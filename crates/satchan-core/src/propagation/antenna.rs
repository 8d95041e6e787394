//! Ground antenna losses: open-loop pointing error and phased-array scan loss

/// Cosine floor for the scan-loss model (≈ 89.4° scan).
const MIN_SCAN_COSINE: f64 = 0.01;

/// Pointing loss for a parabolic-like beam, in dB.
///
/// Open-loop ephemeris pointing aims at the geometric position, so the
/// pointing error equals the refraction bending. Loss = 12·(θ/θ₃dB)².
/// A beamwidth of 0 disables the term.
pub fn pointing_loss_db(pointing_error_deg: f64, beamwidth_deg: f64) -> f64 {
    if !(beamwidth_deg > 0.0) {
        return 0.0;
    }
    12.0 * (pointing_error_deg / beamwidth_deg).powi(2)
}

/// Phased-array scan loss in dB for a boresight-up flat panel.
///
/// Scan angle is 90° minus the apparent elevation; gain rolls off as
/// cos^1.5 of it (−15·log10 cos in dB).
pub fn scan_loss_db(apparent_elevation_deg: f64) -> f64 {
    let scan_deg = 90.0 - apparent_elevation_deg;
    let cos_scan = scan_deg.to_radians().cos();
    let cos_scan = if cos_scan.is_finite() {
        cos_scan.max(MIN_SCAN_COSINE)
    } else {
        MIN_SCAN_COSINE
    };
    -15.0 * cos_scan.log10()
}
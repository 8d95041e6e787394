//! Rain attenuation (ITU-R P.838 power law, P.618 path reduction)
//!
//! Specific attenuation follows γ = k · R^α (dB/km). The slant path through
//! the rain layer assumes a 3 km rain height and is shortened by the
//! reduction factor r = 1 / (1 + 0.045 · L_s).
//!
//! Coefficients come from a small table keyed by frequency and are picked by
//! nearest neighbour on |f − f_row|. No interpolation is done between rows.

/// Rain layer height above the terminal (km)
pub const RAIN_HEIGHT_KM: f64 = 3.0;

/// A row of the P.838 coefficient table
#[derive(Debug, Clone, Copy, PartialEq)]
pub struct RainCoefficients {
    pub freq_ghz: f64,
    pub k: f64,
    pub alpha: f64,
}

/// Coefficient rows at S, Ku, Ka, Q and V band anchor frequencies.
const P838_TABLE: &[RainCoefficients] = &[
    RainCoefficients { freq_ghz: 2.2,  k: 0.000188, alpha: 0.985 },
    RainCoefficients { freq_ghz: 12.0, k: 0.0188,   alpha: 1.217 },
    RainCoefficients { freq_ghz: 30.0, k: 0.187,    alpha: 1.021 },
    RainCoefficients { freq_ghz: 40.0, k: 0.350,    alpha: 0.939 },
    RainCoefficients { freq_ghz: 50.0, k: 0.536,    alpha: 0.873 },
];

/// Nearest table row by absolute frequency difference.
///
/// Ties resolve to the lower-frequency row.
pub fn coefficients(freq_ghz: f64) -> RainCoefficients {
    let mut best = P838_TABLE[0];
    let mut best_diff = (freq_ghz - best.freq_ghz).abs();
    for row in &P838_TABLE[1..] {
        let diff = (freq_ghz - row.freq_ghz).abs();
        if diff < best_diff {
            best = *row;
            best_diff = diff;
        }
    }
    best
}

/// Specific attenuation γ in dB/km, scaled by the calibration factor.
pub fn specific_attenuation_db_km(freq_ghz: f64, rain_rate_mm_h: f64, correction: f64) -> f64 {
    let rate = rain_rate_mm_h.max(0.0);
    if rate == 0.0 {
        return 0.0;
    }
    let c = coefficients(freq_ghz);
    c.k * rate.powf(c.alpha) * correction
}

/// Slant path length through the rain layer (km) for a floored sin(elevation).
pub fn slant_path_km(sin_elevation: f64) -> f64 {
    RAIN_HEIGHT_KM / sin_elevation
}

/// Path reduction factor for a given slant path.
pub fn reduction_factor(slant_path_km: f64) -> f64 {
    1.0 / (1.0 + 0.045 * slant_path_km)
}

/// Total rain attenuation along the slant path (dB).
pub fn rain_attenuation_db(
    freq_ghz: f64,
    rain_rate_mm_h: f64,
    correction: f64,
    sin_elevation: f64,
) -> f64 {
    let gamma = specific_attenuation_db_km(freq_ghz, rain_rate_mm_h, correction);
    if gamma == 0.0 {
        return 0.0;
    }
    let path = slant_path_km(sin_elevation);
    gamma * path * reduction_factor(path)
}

What to produce>
Please copy all of the data above exactly.

Your solution>
filename crates/satchan-core/src/propagation/antenna.rs
repository 8d95041e6e787394
//! Ground antenna losses: open-loop pointing error and phased-array scan loss

/// Cosine floor for the scan-loss model (≈ 89.4° scan).
const MIN_SCAN_COSINE: f64 = 0.01;

/// Pointing loss for a parabolic-like beam, in dB.
///
/// Open-loop ephemeris pointing aims at the geometric position, so the
/// pointing error equals the refraction bending. Loss = 12·(θ/θ₃dB)².
/// A beamwidth of 0 disables the term.
pub fn pointing_loss_db(pointing_error_deg: f64, beamwidth_deg: f64) -> f64 {
    if !(beamwidth_deg > 0.0) {
        return 0.0;
    }
    12.0 * (pointing_error_deg / beamwidth_deg).powi(2)
}

/// Phased-array scan loss in dB for a boresight-up flat panel.
///
/// Scan angle is 90° minus the apparent elevation; gain rolls off as
/// cos^1.5 of it (−15·log10 cos in dB).
pub fn scan_loss_db(apparent_elevation_deg: f64) -> f64 {
    let scan_deg = 90.0 - apparent_elevation_deg;
    let cos_scan = scan_deg.to_radians().cos();
    let cos_scan = if cos_scan.is_finite() {
        cos_scan.max(MIN_SCAN_COSINE)
    } else {
        MIN_SCAN_COSINE
    };
    -15.0 * cos_scan.log10()
}
repository 8d95041e6e787394
//! Rain attenuation (ITU-R P.838 power law, P.618 path reduction)
//!
//! Specific attenuation follows γ = k · R^α (dB/km). The slant path through
//! the rain layer assumes a 3 km rain height and is shortened by the
//! reduction factor r = 1 / (1 + 0.045 · L_s).
//!
//! Coefficients come from a small table keyed by frequency and are picked by
//! nearest neighbour on |f − f_row|. No interpolation is done between rows.

/// Rain layer height above the terminal (km)
pub const RAIN_HEIGHT_KM: f64 = 3.0;

/// A row of the P.838 coefficient table
#[derive(Debug, Clone, Copy, PartialEq)]
pub struct RainCoefficients {
    pub freq_ghz: f64,
    pub k: f64,
    pub alpha: f64,
}

/// Coefficient rows at S, Ku, Ka, Q and V band anchor frequencies.
const P838_TABLE: &[RainCoefficients] = &[
    RainCoefficients { freq_ghz: 2.2,  k: 0.000188, alpha: 0.985 },
    RainCoefficients { freq_ghz: 12.0, k: 0.0188,   alpha: 1.217 },
    RainCoefficients { freq_ghz: 30.0, k: 0.187,    alpha: 1.021 },
    RainCoefficients { freq_ghz: 40.0, k: 0.350,    alpha: 0.939 },
    RainCoefficients { freq_ghz: 50.0, k: 0.536,    alpha: 0.873 },
];

/// Nearest table row by absolute frequency difference.
///
/// Ties resolve to the lower-frequency row.
pub fn coefficients(freq_ghz: f64) -> RainCoefficients {
    let mut best = P838_TABLE[0];
    let mut best_diff = (freq_ghz - best.freq_ghz).abs();
    for row in &P838_TABLE[1..] {
        let diff = (freq_ghz - row.freq_ghz).abs();
        if diff < best_diff {
            best = *row;
            best_diff = diff;
        }
    }
    best
}

/// Specific attenuation γ in dB/km, scaled by the calibration factor.
pub fn specific_attenuation_db_km(freq_ghz: f64, rain_rate_mm_h: f64, correction: f64) -> f64 {
    let rate = rain_rate_mm_h.max(0.0);
    if rate == 0.0 {
        return 0.0;
    }
    let c = coefficients(freq_ghz);
    c.k * rate.powf(c.alpha) * correction
}

/// Slant path length through the rain layer (km) for a floored sin(elevation).
pub fn slant_path_km(sin_elevation: f64) -> f64 {
    RAIN_HEIGHT_KM / sin_elevation
}

/// Path reduction factor for a given slant path.
pub fn reduction_factor(slant_path_km: f64) -> f64 {
    1.0 / (1.0 + 0.045 * slant_path_km)
}

/// Total rain attenuation along the slant path (dB).
pub fn rain_attenuation_db(
    freq_ghz: f64,
    rain_rate_mm_h: f64,
    correction: f64,
    sin_elevation: f64,
) -> f64 {
    let gamma = specific_attenuation_db_km(freq_ghz, rain_rate_mm_h, correction);
    if gamma == 0.0 {
        return 0.0;
    }
    let path = slant_path_km(sin_elevation);
    gamma * path * reduction_factor(path)
}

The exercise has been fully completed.